Oct 30, 2017 10:29 AM EDT

Two years after he lost his church and wife to an adultery scandal, Tullian Tchividjian, the grandson of well-renown evangelist Billy Graham, admitted he's still "haunted" by the fact that he deeply hurt his children with his past transgressions -- even though they have forgiven him.

"I will never forget every detail of when I had to sit down two and half years ago to tell my three children that I had been unfaithful to their mother," Tchividjian wrote in a recent blog post. "Those details are deeply etched in my memory as if it happened twenty minutes ago. The looks on their faces, their words, their tears. To this day, every particular of that Friday afternoon haunts me."

The former pastor said his daughter, Gemma, responded to him with a look of utter sadness, shock, and disappointment.

"She said, 'Dad, why? Why? Why did you do this? I trusted you. You're my dad. We are supposed to be best friends.'"

His son, Nate didn't say a word: "He looked down with his lip quivering, and then got up and walked out the front door," the Jesus + Nothing = Everything author said.

"Then Gabe, my oldest, spoke," Tchividjian said. "He gazed at me with a look of anger and deep sadness and said, 'I've always looked up to you. You are my dad. You are my mentor. I tell everybody that you are my mentor. Dad, I can't believe you did this. Dad.'"

Tchividjian said his children had "grown up in a tight-knit, fun-loving home," and he and his former wife, Kim, had "loved them as best as we could" and "persistently pointed them to Jesus."

"The fact that I had now failed them, crushed them, and forever altered their lives is a guilt-ridden ache I will never outlive," he said. "Since then, we've had a lot to work through-we've had the hard conversations and cried the hard tears. Thankfully, through it all, we have remained close and deeply connected. I deserved to lose the love and affection of my kids forever, but their love for me has never blinked. I have begged for their forgiveness a hundred times, and they have tenderly reminded me over and over and over again that they forgive me."

Tchividjian stepped down in June of 2015 from his position as pastor at Coral Ridge Presbyterian Church in Fort Lauderdale, Florida, after admitting to an extramarital affair. He and his wife later divorced. The South Florida Presbytery subsequently stripped him of his pastoral credentials, and Tchividjian remarried his wife Stacie last year.

Tullian Tchividjian
(Photo : Facebook)
Tullian Tchividjian and his new wife Stacie pose with their children from previous relationships.

The One Way Love author said that while he delivered pain into the lives of his children, they delivered pardon into his.

"They all know how much I love them," he said. "And I know how much they love me. And yet, despite how many times they remind me that they love me and forgive me, I will struggle with guilt and shame and regret for the rest of my life for how I hurt them."

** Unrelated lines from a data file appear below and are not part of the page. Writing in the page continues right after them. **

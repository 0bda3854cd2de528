//! Shared data models for the clipforge export pipeline.
//!
//! This crate provides Serde-serializable types for:
//! - Export formats and platform presets
//! - VAD analysis (speech/silence partitions)
//! - Edit plans, kept segments, and the timeline map
//! - Transcripts and caption chunks
//! - Subject positions, crop regions, and export results

pub mod format;
pub mod plan;
pub mod preset;
pub mod result;
pub mod subject;
pub mod transcript;
pub mod vad;

// Re-export common types
pub use format::{AspectRatio, ExportFormat, FormatSpec, UnknownFormat};
pub use plan::{Adjustments, ClipRequest, EditPlan, KeptSegment, SilenceOverride, TimelineMap, TimelineSpan};
pub use preset::{PlatformPreset, PresetConfig, UnknownPreset};
pub use result::{ClipExport, PlanSummary};
pub use subject::{CropRegion, SubjectPosition};
pub use transcript::{CaptionChunk, CaptionWord, Transcript, TranscriptSegment, WordTiming};
pub use vad::{SilenceSegment, SpeechSegment, VadAnalysis};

He added that regardless of how many "happy days" he will have with his children, "THAT day" will always haunt him.

"It will always be a thorn in my side reminding me of the pain I caused three precious lives that were entrusted into my care. I've accepted that. It's not going away."

While he knows that both God and his children have forgiven him for his mistakes, Tchividjian said he "can't shake my insufferable sense of blameworthiness."

"Maybe you can relate," he said. "Perhaps you too have failed miserably, and people that you dearly love have been deeply damaged. Maybe you committed adultery, like me. Maybe you're an addict (alcohol, porn, drugs, shopping, food, etc). Maybe your kids have gone off the deep end, and you blame yourself for leaving their father years ago and breaking up your home."

Thankfully, Tchividjian emphasized, the "hope of the Christian faith is NOT that we will (in this life) get past our guilt, shame, and regret. Rather, it is that God promises to be with us when we struggle with our guilt, shame, and regret."

"So when you find yourself plagued and paralyzed by the pain you've caused, the gospel is there to remind you (seventy times seven) that there is a 'deeper magic' (C.S. Lewis) behind the curtain of your faults," he said. "Behind that accusing internal voice that whispers, "Look at what you have done!" is the absolving external voice that shouts, 'Look at what-I-have done!'

"The cross of Jesus is always and forever there to repeat over and over to our forgetful and unbelieving hearts that God meets our guilt with his grace, our shame with his salvation, and our regret with his redemption," he said. 

Jesus is the "friend of sinners, the Savior of those in need of one," which is all of us, all of the time, Tchividjian said.

"And while he may not deliver us from our struggle here and now, he'll walk with us through it. That is simply who he is."